[Problem details] Which lines of the data below hold "params"? Copy each of them.

• • • • •

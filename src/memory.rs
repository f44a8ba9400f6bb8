// SPDX-License-Identifier: Apache-2.0
// Copyright (c) 2025 Au-Zone Technologies. All Rights Reserved.

//! DMA memory allocation for encoder buffers.
//!
//! The encoder reads and writes physically contiguous memory, so buffers
//! are allocated from the CMA DMA heap at page granularity. The returned
//! file descriptor backs the buffer descriptors handed to the driver, and
//! the region can be mapped for CPU access to stage input frames or
//! collect encoded output.

use core::fmt;
use dma_buf::DmaBuf;
use dma_heap::{Heap, HeapKind};
use libc::{dup, mmap, munmap, MAP_SHARED, PROT_READ, PROT_WRITE};
use std::{
    error::Error,
    ffi::c_void,
    io,
    os::fd::{AsFd, AsRawFd, BorrowedFd, FromRawFd, OwnedFd},
    ptr::null_mut,
    slice::{from_raw_parts, from_raw_parts_mut},
};
use tracing::{debug, warn};

const PAGE_SIZE: usize = 4096;

const fn page_round(len: usize) -> usize {
    (len + PAGE_SIZE - 1) & !(PAGE_SIZE - 1)
}

/// Physically contiguous DMA memory region.
///
/// The backing file descriptor is what the encoder buffer descriptors
/// reference; the region is freed when the last descriptor and this handle
/// are gone.
#[derive(Debug)]
pub struct DmaMemory {
    fd: OwnedFd,
    len: usize,
}

impl DmaMemory {
    /// Allocates `len` bytes of CMA memory, rounded up to page granularity.
    ///
    /// # Errors
    ///
    /// Returns an error if the DMA heap is not accessible or the
    /// allocation fails (out of contiguous memory).
    pub fn new(len: usize) -> Result<Self, Box<dyn Error>> {
        let len = page_round(len);
        let heap = Heap::new(HeapKind::Cma)?;
        let fd = heap.allocate(len)?;
        debug!("dma alloc fd {:?} size {}", fd, len);
        Ok(Self { fd, len })
    }

    /// Allocated size, page rounded.
    pub fn len(&self) -> usize {
        self.len
    }

    pub fn is_empty(&self) -> bool {
        self.len == 0
    }

    pub fn fd(&self) -> BorrowedFd<'_> {
        self.fd.as_fd()
    }

    pub fn raw_fd(&self) -> i32 {
        self.fd.as_raw_fd()
    }

    /// Exports the region as a DMA-BUF handle for sync-managed CPU access.
    pub fn dmabuf(&self) -> DmaBuf {
        unsafe { DmaBuf::from_raw_fd(dup(self.fd.as_raw_fd())) }
    }

    /// Maps the region for direct CPU access.
    ///
    /// # Errors
    ///
    /// Returns an error if the mapping fails.
    pub fn mmap(&self) -> io::Result<MappedMemory> {
        let ptr = unsafe {
            mmap(
                null_mut(),
                self.len,
                PROT_READ | PROT_WRITE,
                MAP_SHARED,
                self.fd.as_raw_fd(),
                0,
            )
        };
        if ptr == libc::MAP_FAILED {
            return Err(io::Error::last_os_error());
        }
        Ok(MappedMemory {
            mmap: ptr.cast::<u8>(),
            len: self.len,
        })
    }
}

impl fmt::Display for DmaMemory {
    fn fmt(&self, f: &mut fmt::Formatter) -> fmt::Result {
        write!(f, "{} bytes fd:{:?}", self.len, self.fd)
    }
}

/// Memory-mapped view of a [`DmaMemory`] region.
///
/// Provides a CPU-accessible view of the DMA region. The mapping is
/// unmapped when dropped.
///
/// # Safety
///
/// While the API is safe, concurrent access from hardware and CPU can lead
/// to race conditions. Ensure hardware operations complete before CPU
/// access.
pub struct MappedMemory {
    mmap: *mut u8,
    len: usize,
}

impl MappedMemory {
    pub fn as_slice(&self) -> &[u8] {
        unsafe { from_raw_parts(self.mmap, self.len) }
    }

    pub fn as_slice_mut(&mut self) -> &mut [u8] {
        unsafe { from_raw_parts_mut(self.mmap, self.len) }
    }

    pub fn len(&self) -> usize {
        self.len
    }

    pub fn is_empty(&self) -> bool {
        self.len == 0
    }
}

impl Drop for MappedMemory {
    fn drop(&mut self) {
        if unsafe { munmap(self.mmap.cast::<c_void>(), self.len) } != 0 {
            warn!("unmap failed!");
        }
    }
}
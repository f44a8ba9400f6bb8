// SPDX-License-Identifier: Apache-2.0
// Copyright (c) 2025 Au-Zone Technologies. All Rights Reserved.

use edgefirst_jpu::{
    device::BufferDesc,
    hw::{HwConfig, InputConfig, InputFormat, OpConfig, OpMode, QuantTables},
    memory::DmaMemory,
    params::{scale_quant_matrix, CHROMA_QUANT_BASE, LUMA_QUANT_BASE},
    session::{Callbacks, Session},
};
use serial_test::serial;
use std::{
    error::Error,
    sync::{
        atomic::{AtomicUsize, Ordering},
        mpsc, Arc,
    },
    time::Duration,
};

#[test]
#[serial]
fn test_open_failure() {
    let session = Session::new("/dev/jpu-does-not-exist", Callbacks::default());
    assert!(session.is_err());
}

#[test]
#[serial]
fn test_no_callbacks() -> Result<(), Box<dyn Error>> {
    // no worker threads are started and teardown has nothing to join
    let session = Session::new("/dev/null", Callbacks::default())?;
    assert_eq!(session.input_format(), None);
    Ok(())
}

/// The start-up barrier consumes the first ready signal of the single
/// started worker; with a handle that rejects the get request the callback
/// is never invoked and teardown still joins cleanly.
#[test]
#[serial]
fn test_single_worker_handshake() -> Result<(), Box<dyn Error>> {
    let events = Arc::new(AtomicUsize::new(0));
    let counter = Arc::clone(&events);
    let callbacks = Callbacks {
        event: Some(Box::new(move |_| {
            counter.fetch_add(1, Ordering::Relaxed);
        })),
        ..Default::default()
    };
    let session = Session::new("/dev/null", callbacks)?;
    drop(session);
    assert_eq!(events.load(Ordering::Relaxed), 0);
    Ok(())
}

#[test]
#[serial]
fn test_all_workers_handshake() -> Result<(), Box<dyn Error>> {
    let callbacks = Callbacks {
        event: Some(Box::new(|_| {})),
        input: Some(Box::new(|_| {})),
        output: Some(Box::new(|_| {})),
    };
    let session = Session::new("/dev/null", callbacks)?;
    drop(session);
    Ok(())
}

#[test]
#[serial]
#[ignore = "encoder test requires hardware (run with --include-ignored to enable)"]
fn test_encode() -> Result<(), Box<dyn Error>> {
    let (width, height) = (640u32, 480u32);
    let (width_mcus, height_mcus) = (width.div_ceil(16), height.div_ceil(16));

    let input_mem = DmaMemory::new((width * height * 3 / 2) as usize)?;
    let output_mem = DmaMemory::new((width * height) as usize)?;
    input_mem.mmap()?.as_slice_mut().fill(0x80);

    let (done_tx, done_rx) = mpsc::channel();
    let callbacks = Callbacks {
        event: Some(Box::new(|event| println!("event {}", event.kind))),
        input: Some(Box::new(|_| {})),
        output: Some(Box::new(move |buf| {
            let _ = done_tx.send(buf);
        })),
    };
    let session = Session::new("/dev/jpu0", callbacks)?;

    let input = InputConfig {
        format: InputFormat::H2V2,
        params: [0, 0, 0],
        width_mcus,
        height_mcus,
    };
    let op = OpConfig {
        mode: OpMode::Offline,
        variant: 0,
    };
    let config = HwConfig {
        restart_marker: 0,
        quant: Some(QuantTables {
            luma: scale_quant_matrix(&LUMA_QUANT_BASE, 75),
            chroma: scale_quant_matrix(&CHROMA_QUANT_BASE, 75),
        }),
        ..Default::default()
    };
    session.configure(&input, [0, 0], &config, &op)?;
    assert_eq!(session.input_format(), Some(InputFormat::H2V2));

    session.enqueue_output(&BufferDesc {
        fd: output_mem.raw_fd(),
        y_len: output_mem.len() as u32,
        num_mcu_rows: height_mcus,
        ..Default::default()
    })?;
    session.enqueue_input(&BufferDesc {
        fd: input_mem.raw_fd(),
        y_len: width * height,
        cbcr_off: width * height,
        cbcr_len: width * height / 2,
        num_mcu_rows: height_mcus,
        ..Default::default()
    })?;

    session.encode()?;
    let done = done_rx.recv_timeout(Duration::from_secs(10))?;
    assert!(done.framedone_len > 0);
    session.stop(false)?;
    Ok(())
}
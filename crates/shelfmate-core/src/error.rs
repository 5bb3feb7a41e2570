use thiserror::Error;

#[derive(Debug, Error)]
pub enum Error {
    #[error("Invalid configuration: {0}")]
    InvalidConfig(String),

    /// The queried title is not a key of the title index.
    #[error("Unknown title: '{0}'")]
    UnknownTitle(String),

    #[error("Catalog is missing required column '{0}'")]
    MissingColumn(String),

    #[error("Catalog contains no usable records: {0}")]
    EmptyCatalog(String),

    #[error("Dimension mismatch: expected {expected} rows, got {got}")]
    DimensionMismatch { expected: usize, got: usize },

    #[error("CSV error: {0}")]
    Csv(#[from] csv::Error),

    #[error("I/O error: {0}")]
    Io(#[from] std::io::Error),
}

pub type Result<T> = std::result::Result<T, Error>;
use tantivy::tokenizer::{LowerCaser, SimpleTokenizer, StopWordFilter, TextAnalyzer, TokenStream};

use crate::stopwords;

/// Tokens shorter than this many characters are discarded.
pub const MIN_TOKEN_CHARS: usize = 2;

/// Tokenizer chain used for both vocabulary fitting and transformation:
/// split on non-alphanumerics, lowercase, drop stop words and single characters.
#[derive(Clone)]
pub struct Analyzer {
	inner: TextAnalyzer,
}

impl Analyzer {
	pub fn english() -> Self {
		Self::with_stop_words(stopwords::ENGLISH.iter().copied())
	}

	pub fn with_stop_words<'a, I>(words: I) -> Self
	where
		I: IntoIterator<Item = &'a str>,
	{
		let inner = TextAnalyzer::builder(SimpleTokenizer::default())
			.filter(LowerCaser)
			.filter(StopWordFilter::remove(words.into_iter().map(str::to_string)))
			.build();
		Self { inner }
	}

	pub fn tokens(&mut self, text: &str) -> Vec<String> {
		let mut out = Vec::new();
		let mut stream = self.inner.token_stream(text);
		while stream.advance() {
			let token = &stream.token().text;
			if token.chars().count() >= MIN_TOKEN_CHARS { out.push(token.clone()); }
		}
		out
	}
}

impl Default for Analyzer {
	fn default() -> Self { Self::english() }
}
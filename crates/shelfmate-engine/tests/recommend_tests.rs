use std::sync::Arc;

use shelfmate_core::catalog::{CatalogLoader, RawRecord};
use shelfmate_core::traits::{Recommender, Vectorizer};
use shelfmate_core::types::{Book, FeatureMatrix};
use shelfmate_core::Error;
use shelfmate_engine::ContentRecommender;

fn books(pairs: &[(&str, &str)]) -> Vec<Book> { pairs.iter().map(|(t, a)| Book::new(*t, *a)).collect() }

fn shelf() -> ContentRecommender {
    ContentRecommender::build(books(&[
        ("Dune", "Frank Herbert"),
        ("Dune Messiah", "Frank Herbert"),
        ("1984", "George Orwell"),
        ("Animal Farm", "George Orwell"),
        ("Children of Dune", "Frank Herbert"),
        ("Emma", "Jane Austen"),
        ("Persuasion", "Jane Austen"),
    ]))
    .expect("build")
}

#[test]
fn dune_recommends_its_sequel() {
    let rec = ContentRecommender::build(books(&[
        ("Dune", "Frank Herbert"),
        ("Dune Messiah", "Frank Herbert"),
        ("1984", "George Orwell"),
    ]))
    .expect("build");

    assert_eq!(rec.recommend("Dune", 1).expect("known title"), vec!["Dune Messiah"]);
}

#[test]
fn single_book_catalog_recommends_nothing() {
    let rec = ContentRecommender::build(books(&[("Dune", "Frank Herbert")])).expect("build");
    assert!(rec.recommend("Dune", 5).expect("known title").is_empty());
}

#[test]
fn lookup_is_exact_and_case_sensitive() {
    let rec = shelf();
    for query in ["dune", "DUNE", " Dune", "Dune ", "Dune\n", "Dunes"] {
        let err = rec.recommend(query, 3).expect_err("not an exact title");
        assert!(matches!(err, Error::UnknownTitle(ref t) if t == query), "got {err:?}");
    }
}

#[test]
fn results_have_expected_length_and_exclude_the_query() {
    let rec = shelf();
    for book in rec.books() {
        for k in [0, 1, 3, 6, 7, 50] {
            let recs = rec.recommend(&book.title, k).expect("known title");
            assert_eq!(recs.len(), k.min(rec.len() - 1), "k={k} title={}", book.title);
            assert!(!recs.contains(&book.title));
            assert_eq!(recs, rec.recommend(&book.title, k).expect("repeat"), "deterministic");
        }
    }
}

#[test]
fn same_author_ranks_above_strangers() {
    let rec = shelf();
    let recs = rec.recommend_scored("Emma", 6).expect("known title");
    assert_eq!(recs[0].title, "Persuasion");
    assert!(recs[0].score > 0.0);
    assert!(recs.windows(2).all(|w| w[0].score >= w[1].score));

    let mut dune = rec.recommend("Dune", 2).expect("known title");
    dune.sort();
    assert_eq!(dune, vec!["Children of Dune", "Dune Messiah"]);
}

#[test]
fn zero_scores_fall_back_to_catalog_order() {
    let rec = ContentRecommender::build(books(&[
        ("Alpha", "Aaron"),
        ("Bravo", "Bella"),
        ("Charlie", "Carl"),
        ("Delta", "Dora"),
    ]))
    .expect("build");

    let recs = rec.recommend_scored("Charlie", 3).expect("known title");
    let titles: Vec<&str> = recs.iter().map(|r| r.title.as_str()).collect();
    assert_eq!(titles, vec!["Alpha", "Bravo", "Delta"]);
    assert!(recs.iter().all(|r| r.score == 0.0));
    assert_eq!(recs.iter().map(|r| r.position).collect::<Vec<_>>(), vec![0, 1, 3]);
}

#[test]
fn first_occurrence_of_a_title_wins() {
    let rec = ContentRecommender::build(books(&[
        ("Emma", "Jane Austen"),
        ("Persuasion", "Jane Austen"),
        ("Emma", "Someone Else"),
    ]))
    .expect("build");

    assert_eq!(rec.position_of("Emma"), Some(0));
    assert!(rec.contains("Persuasion"));
    let recs = rec.recommend_scored("Emma", 2).expect("known title");
    assert_eq!(recs.len(), 1, "every book titled Emma is excluded");
    assert_eq!(recs[0].position, 1);
}

#[test]
fn repeated_titles_from_the_loader_are_never_recommended() {
    let catalog = CatalogLoader::new().clean([
        RawRecord::new(Some("Emma"), Some("Jane Austen")),
        RawRecord::new(Some("Persuasion"), Some("Jane Austen")),
        RawRecord::new(Some("Emma"), Some("Jane Austen, Fiona Stafford")),
    ]);
    assert_eq!(catalog.books.len(), 3, "same title with other authors is kept");
    let rec = ContentRecommender::build(catalog.books).expect("build");

    let recs = rec.recommend("Emma", 2).expect("known title");
    assert_eq!(recs, vec!["Persuasion"]);
    assert!(!recs.contains(&"Emma".to_string()));

    let recs = rec.recommend("Persuasion", 5).expect("known title");
    assert_eq!(recs.len(), 2);
    assert!(recs.iter().all(|t| t == "Emma"));
}

#[test]
fn similarity_is_symmetric_with_unit_diagonal() {
    let rec = shelf();
    for i in 0..rec.len() {
        assert_eq!(rec.similarity(i, i), 1.0);
        for j in 0..rec.len() {
            assert_eq!(rec.similarity(i, j), rec.similarity(j, i));
        }
    }
    assert_eq!(rec.features().n_rows(), rec.len());
    assert!(rec.vocabulary_size() > 0);
}

#[test]
fn trait_object_answers_like_the_concrete_type() {
    let rec = shelf();
    let dynamic: &dyn Recommender = &rec;
    assert_eq!(dynamic.catalog().len(), 7);
    assert_eq!(dynamic.recommend("1984", 1).expect("known title"), vec!["Animal Farm"]);
    assert!(matches!(dynamic.recommend("Ulysses", 1), Err(Error::UnknownTitle(_))));
}

#[test]
fn concurrent_queries_share_one_instance() {
    let rec = Arc::new(shelf());
    let expected = rec.recommend("Dune", 3).expect("known title");
    std::thread::scope(|s| {
        for _ in 0..4 {
            let rec = Arc::clone(&rec);
            let expected = expected.clone();
            s.spawn(move || assert_eq!(rec.recommend("Dune", 3).expect("known title"), expected));
        }
    });
}

struct ShortVectorizer;

impl Vectorizer for ShortVectorizer {
    fn fit_transform(&self, _corpus: &[String]) -> FeatureMatrix { FeatureMatrix::from_rows(1, vec![vec![(0, 1.0)]]) }
}

#[test]
fn vectorizer_row_count_must_match_catalog() {
    let result = ContentRecommender::with_vectorizer(books(&[("A book", "Ann"), ("B book", "Bob")]), &ShortVectorizer);
    assert!(matches!(result, Err(Error::DimensionMismatch { expected: 2, got: 1 })));
}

• • • • •

[Response area]
    params::{scale_quant_matrix, CHROMA_QUANT_BASE, LUMA_QUANT_BASE},
        params: [0, 0, 0],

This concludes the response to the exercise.